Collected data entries
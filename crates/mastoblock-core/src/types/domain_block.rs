use super::de::null_as_default;
use crate::Severity;
use serde::{Deserialize, Serialize};

/// Canonical block rule produced by [`sanitize`](crate::sanitize).
///
/// Domains are trimmed, lower-cased, contain a `.` and are never shared with
/// another rule from the same sanitize pass. Only the sanitizer builds these.
#[derive(Debug, Clone, PartialEq, Eq, Serialize)]
pub struct BlockRule {
    pub(crate) domains: Vec<String>,
    pub(crate) severity: Severity,
    pub(crate) reject_media: bool,
    pub(crate) reject_reports: bool,
    pub(crate) reason: String,
}

impl BlockRule {
    /// Domains covered by this rule
    #[must_use]
    pub fn domains(&self) -> &[String] {
        &self.domains
    }

    /// Severity applied to every domain of the rule
    #[must_use]
    pub const fn severity(&self) -> Severity {
        self.severity
    }

    /// Whether media from these domains is rejected
    #[must_use]
    pub const fn reject_media(&self) -> bool {
        self.reject_media
    }

    /// Whether reports from these domains are ignored
    #[must_use]
    pub const fn reject_reports(&self) -> bool {
        self.reject_reports
    }

    /// Reason text, published as the public comment
    #[must_use]
    pub fn reason(&self) -> &str {
        &self.reason
    }
}

impl From<BlockRule> for crate::RawBlockRule {
    fn from(rule: BlockRule) -> Self {
        Self {
            domains: rule.domains,
            severity: rule.severity,
            reject_media: rule.reject_media,
            reject_reports: rule.reject_reports,
            reason: rule.reason,
        }
    }
}

/// Desired block for exactly one domain
#[derive(Debug, Clone, PartialEq, Eq, Serialize, Deserialize)]
pub struct DomainBlock {
    /// Blocked domain; the identity key
    pub domain: String,

    /// Moderation severity
    pub severity: Severity,

    /// Reject media files from the domain
    #[serde(default)]
    pub reject_media: bool,

    /// Ignore reports from the domain
    #[serde(default)]
    pub reject_reports: bool,

    /// Publicly visible comment
    #[serde(default)]
    pub public_comment: String,
}

impl DomainBlock {
    /// Create a block with the given severity and no flags or comment
    #[must_use]
    pub fn new(domain: impl Into<String>, severity: Severity) -> Self {
        Self {
            domain: domain.into(),
            severity,
            reject_media: false,
            reject_reports: false,
            public_comment: String::new(),
        }
    }

    /// Set the reject-media flag
    #[must_use]
    pub const fn reject_media(mut self, reject: bool) -> Self {
        self.reject_media = reject;
        self
    }

    /// Set the reject-reports flag
    #[must_use]
    pub const fn reject_reports(mut self, reject: bool) -> Self {
        self.reject_reports = reject;
        self
    }

    /// Set the public comment
    #[must_use]
    pub fn comment(mut self, comment: impl Into<String>) -> Self {
        self.public_comment = comment.into();
        self
    }
}

/// Domain block as currently stored by the Mastodon instance
#[derive(Debug, Clone, PartialEq, Eq, Serialize, Deserialize)]
pub struct RemoteDomainBlock {
    /// Instance-assigned identifier, used to address updates and deletes
    pub id: String,

    /// Blocked domain
    pub domain: String,

    /// Current severity (`noop` is read as [`Severity::None`])
    #[serde(default)]
    pub severity: Severity,

    /// Reject media files from the domain
    #[serde(default)]
    pub reject_media: bool,

    /// Ignore reports from the domain
    #[serde(default)]
    pub reject_reports: bool,

    /// Publicly visible comment
    #[serde(default, deserialize_with = "null_as_default")]
    pub public_comment: String,
}

impl RemoteDomainBlock {
    /// Returns true if any mutable setting differs from the desired block.
    ///
    /// The domain is the join key and is not compared.
    #[must_use]
    pub fn differs_from(&self, desired: &DomainBlock) -> bool {
        self.severity != desired.severity
            || self.reject_media != desired.reject_media
            || self.reject_reports != desired.reject_reports
            || self.public_comment != desired.public_comment
    }

    /// The settings of this block as a desired block
    #[must_use]
    pub fn to_domain_block(&self) -> DomainBlock {
        DomainBlock {
            domain: self.domain.clone(),
            severity: self.severity,
            reject_media: self.reject_media,
            reject_reports: self.reject_reports,
            public_comment: self.public_comment.clone(),
        }
    }
}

### What you are asked to do
The answer must reproduce every record exactly.

### Output below
filename crates/mastoblock-core/src/types/domain_block.rs
use super::de::null_as_default;
use crate::Severity;
use serde::{Deserialize, Serialize};

/// Canonical block rule produced by [`sanitize`](crate::sanitize).
///
/// Domains are trimmed, lower-cased, contain a `.` and are never shared with
/// another rule from the same sanitize pass. Only the sanitizer builds these.
#[derive(Debug, Clone, PartialEq, Eq, Serialize)]
pub struct BlockRule {
    pub(crate) domains: Vec<String>,
    pub(crate) severity: Severity,
    pub(crate) reject_media: bool,
    pub(crate) reject_reports: bool,
    pub(crate) reason: String,
}

impl BlockRule {
    /// Domains covered by this rule
    #[must_use]
    pub fn domains(&self) -> &[String] {
        &self.domains
    }

    /// Severity applied to every domain of the rule
    #[must_use]
    pub const fn severity(&self) -> Severity {
        self.severity
    }

    /// Whether media from these domains is rejected
    #[must_use]
    pub const fn reject_media(&self) -> bool {
        self.reject_media
    }

    /// Whether reports from these domains are ignored
    #[must_use]
    pub const fn reject_reports(&self) -> bool {
        self.reject_reports
    }

    /// Reason text, published as the public comment
    #[must_use]
    pub fn reason(&self) -> &str {
        &self.reason
    }
}

impl From<BlockRule> for crate::RawBlockRule {
    fn from(rule: BlockRule) -> Self {
        Self {
            domains: rule.domains,
            severity: rule.severity,
            reject_media: rule.reject_media,
            reject_reports: rule.reject_reports,
            reason: rule.reason,
        }
    }
}

/// Desired block for exactly one domain
#[derive(Debug, Clone, PartialEq, Eq, Serialize, Deserialize)]
pub struct DomainBlock {
    /// Blocked domain; the identity key
    pub domain: String,

    /// Moderation severity
    pub severity: Severity,

    /// Reject media files from the domain
    #[serde(default)]
    pub reject_media: bool,

    /// Ignore reports from the domain
    #[serde(default)]
    pub reject_reports: bool,

    /// Publicly visible comment
    #[serde(default)]
    pub public_comment: String,
}

impl DomainBlock {
    /// Create a block with the given severity and no flags or comment
    #[must_use]
    pub fn new(domain: impl Into<String>, severity: Severity) -> Self {
        Self {
            domain: domain.into(),
            severity,
            reject_media: false,
            reject_reports: false,
            public_comment: String::new(),
        }
    }

    /// Set the reject-media flag
    #[must_use]
    pub const fn reject_media(mut self, reject: bool) -> Self {
        self.reject_media = reject;
        self
    }

    /// Set the reject-reports flag
    #[must_use]
    pub const fn reject_reports(mut self, reject: bool) -> Self {
        self.reject_reports = reject;
        self
    }

    /// Set the public comment
    #[must_use]
    pub fn comment(mut self, comment: impl Into<String>) -> Self {
        self.public_comment = comment.into();
        self
    }
}

/// Domain block as currently stored by the Mastodon instance
#[derive(Debug, Clone, PartialEq, Eq, Serialize, Deserialize)]
pub struct RemoteDomainBlock {
    /// Instance-assigned identifier, used to address updates and deletes
    pub id: String,

    /// Blocked domain
    pub domain: String,

    /// Current severity (`noop` is read as [`Severity::None`])
    #[serde(default)]
    pub severity: Severity,

    /// Reject media files from the domain
    #[serde(default)]
    pub reject_media: bool,

    /// Ignore reports from the domain
    #[serde(default)]
    pub reject_reports: bool,

    /// Publicly visible comment
    #[serde(default, deserialize_with = "null_as_default")]
    pub public_comment: String,
}

impl RemoteDomainBlock {
    /// Returns true if any mutable setting differs from the desired block.
    ///
    /// The domain is the join key and is not compared.
    #[must_use]
    pub fn differs_from(&self, desired: &DomainBlock) -> bool {
        self.severity != desired.severity
            || self.reject_media != desired.reject_media
            || self.reject_reports != desired.reject_reports
            || self.public_comment != desired.public_comment
    }

    /// The settings of this block as a desired block
    #[must_use]
    pub fn to_domain_block(&self) -> DomainBlock {
        DomainBlock {
            domain: self.domain.clone(),
            severity: self.severity,
            reject_media: self.reject_media,
            reject_reports: self.reject_reports,
            public_comment: self.public_comment.clone(),
        }
    }
}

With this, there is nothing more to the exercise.